Sacred Hearts School Principal Kathleen Blain announced the closing of Bingo in a recent Sacred Hearts Church bulletin. She noted that in addition to providing the school with income, Bingo has been a venue for social gathering and camaraderie and an opportunity for parents to fulfill their volunteer commitment. She said the decision to end Bingo was made with the support of Sacred Hearts Pastor, the Rev. John Delaney, the School Consultative Board and the Parish Finance Committee.
“Currently, our religious education program conducts classes on Sundays and Wednesdays,” the announcement stated. “In addition we have increased our athletic programs, practices and games, initiated a very popular after school drama program and plan to expand the after school offerings for 2013-2014 school year. Use of the school facilities has become a daily need.”

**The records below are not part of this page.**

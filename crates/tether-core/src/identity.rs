//! Identity types for hooks, cells, owners, and listeners
//!
//! Endpoints never point at each other; they reference cells and owners by
//! id, so the fusion graph is a set of many-to-one index relations instead
//! of a pointer cycle.

use serde::{Deserialize, Serialize};
use std::fmt;

/// Unique identifier for a hook (a typed endpoint bound to one cell)
#[derive(Debug, Clone, Copy, PartialEq, Eq, Hash, Serialize, Deserialize)]
pub struct HookId(pub u64);

impl HookId {
    /// Create a new hook ID
    pub fn new(id: u64) -> Self {
        Self(id)
    }

    /// Get the raw ID value
    pub fn raw(&self) -> u64 {
        self.0
    }
}

impl fmt::Display for HookId {
    fn fmt(&self, f: &mut fmt::Formatter<'_>) -> fmt::Result {
        write!(f, "hook:{}", self.0)
    }
}

/// Unique identifier for a nexus (the shared value cell of a fusion domain)
#[derive(Debug, Clone, Copy, PartialEq, Eq, Hash, Serialize, Deserialize)]
pub struct NexusId(pub u64);

impl NexusId {
    /// Create a new nexus ID
    pub fn new(id: u64) -> Self {
        Self(id)
    }

    /// Get the raw ID value
    pub fn raw(&self) -> u64 {
        self.0
    }
}

impl fmt::Display for NexusId {
    fn fmt(&self, f: &mut fmt::Formatter<'_>) -> fmt::Result {
        write!(f, "nexus:{}", self.0)
    }
}

/// Unique identifier for an owner (a record of jointly validated components)
#[derive(Debug, Clone, Copy, PartialEq, Eq, Hash, Serialize, Deserialize)]
pub struct OwnerId(pub u64);

impl OwnerId {
    /// Create a new owner ID
    pub fn new(id: u64) -> Self {
        Self(id)
    }

    /// Get the raw ID value
    pub fn raw(&self) -> u64 {
        self.0
    }
}

impl fmt::Display for OwnerId {
    fn fmt(&self, f: &mut fmt::Formatter<'_>) -> fmt::Result {
        write!(f, "owner:{}", self.0)
    }
}

/// Identifier for a change listener registered on a hook
#[derive(Debug, Clone, Copy, PartialEq, Eq, Hash, Serialize, Deserialize)]
pub struct ListenerId(pub u64);

impl fmt::Display for ListenerId {
    fn fmt(&self, f: &mut fmt::Formatter<'_>) -> fmt::Result {
        write!(f, "listener:{}", self.0)
    }
}

#[cfg(test)]
mod tests {
    use super::*;

    #[test]
    fn test_id_display() {
        assert_eq!(format!("{}", HookId::new(42)), "hook:42");
        assert_eq!(format!("{}", NexusId::new(7)), "nexus:7");
        assert_eq!(format!("{}", OwnerId::new(1)), "owner:1");
        assert_eq!(format!("{}", ListenerId(3)), "listener:3");
    }

    #[test]
    fn test_id_raw() {
        assert_eq!(HookId::new(42).raw(), 42);
        assert_eq!(NexusId::new(7).raw(), 7);
    }
}
//! Tether Notify - publisher/subscriber fan-out
//!
//! A simple, independent notification mechanism: a [`Publisher`] keeps weak
//! references to its subscribers and dispatches synchronously in
//! subscription order. Dropping a [`Subscription`] guard unsubscribes; dead
//! subscribers are pruned on the next publish. This crate knows nothing
//! about the binding engine — containers compose the two.

use serde::{Deserialize, Serialize};
use std::fmt;
use std::sync::{Arc, Weak};

/// A subscriber callback
pub type Callback<T> = dyn Fn(&T) + Send + Sync;

/// Stable identifier for one subscription
#[derive(Debug, Clone, Copy, PartialEq, Eq, Hash, Serialize, Deserialize)]
pub struct SubscriptionId(pub u64);

impl fmt::Display for SubscriptionId {
    fn fmt(&self, f: &mut fmt::Formatter<'_>) -> fmt::Result {
        write!(f, "subscription:{}", self.0)
    }
}

/// RAII guard owning the strong reference behind one subscription
///
/// The publisher only holds a weak reference, so dropping this guard (or
/// calling [`Subscription::cancel`]) ends the subscription.
pub struct Subscription<T> {
    id: SubscriptionId,
    _callback: Arc<Callback<T>>,
}

impl<T> Subscription<T> {
    /// The id the publisher knows this subscription by
    pub fn id(&self) -> SubscriptionId {
        self.id
    }

    /// Consume the guard, ending the subscription
    pub fn cancel(self) {}
}

impl<T> fmt::Debug for Subscription<T> {
    fn fmt(&self, f: &mut fmt::Formatter<'_>) -> fmt::Result {
        f.debug_struct("Subscription").field("id", &self.id).finish()
    }
}

/// Fan-out of values to weakly-held subscribers
pub struct Publisher<T> {
    subscribers: Vec<(SubscriptionId, Weak<Callback<T>>)>,
    next: u64,
}

impl<T> Publisher<T> {
    /// Create a publisher with no subscribers
    pub fn new() -> Self {
        Self {
            subscribers: Vec::new(),
            next: 0,
        }
    }

    /// Register a subscriber and return the guard keeping it alive
    pub fn subscribe(&mut self, callback: impl Fn(&T) + Send + Sync + 'static) -> Subscription<T> {
        let strong: Arc<Callback<T>> = Arc::new(callback);
        let id = SubscriptionId(self.next);
        self.next += 1;
        self.subscribers.push((id, Arc::downgrade(&strong)));
        Subscription {
            id,
            _callback: strong,
        }
    }

    /// Remove a subscriber by id; returns true if it was present
    pub fn unsubscribe(&mut self, id: SubscriptionId) -> bool {
        let before = self.subscribers.len();
        self.subscribers.retain(|(sid, _)| *sid != id);
        self.subscribers.len() != before
    }

    /// Dispatch a value to every live subscriber, in subscription order
    ///
    /// Subscribers whose guard has been dropped are pruned as a side effect.
    pub fn publish(&mut self, value: &T) {
        self.subscribers.retain(|(_, weak)| match weak.upgrade() {
            Some(callback) => {
                callback(value);
                true
            }
            None => false,
        });
    }

    /// Number of currently live subscribers
    pub fn len(&self) -> usize {
        self.subscribers
            .iter()
            .filter(|(_, weak)| weak.strong_count() > 0)
            .count()
    }

    /// Check whether no live subscriber remains
    pub fn is_empty(&self) -> bool {
        self.len() == 0
    }
}

impl<T> Default for Publisher<T> {
    fn default() -> Self {
        Self::new()
    }
}

impl<T> fmt::Debug for Publisher<T> {
    fn fmt(&self, f: &mut fmt::Formatter<'_>) -> fmt::Result {
        f.debug_struct("Publisher")
            .field("subscribers", &self.len())
            .finish()
    }
}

“We know that is disappointing news to the faithful patrons who attend Bingo weekly,” the announcement said. “And we are aware and empathetic to the fact that the dedicated leadership and volunteer staff will find it very difficult to say good-bye to this long standing program.”
Blain told The Eagle-Tribune that fundraisers are in place that will provide more than adequate monies for financial aid to make up for the loss of Bingo revenue.
Prior to last week’s Bingo game at Sacred Hearts, Maria Ouellette talked about how she began volunteering in 1994 to fulfill her parent volunteer hours. In 2003 she was hired as the game’s part-time bookkeeper, a position she said is required by the state’s lottery commission, which oversees Bingo in Massachusetts.
“We used to have about 275 people show up to play,” Ouellette said, noting that recent attendance has averaged less than 100 players. “When we instituted no smoking, we lost some patrons. But the biggest loss came about eight years ago when parent volunteering at Bingo became non-mandatory. We lost volunteers who would go from table to table selling pull tickets.”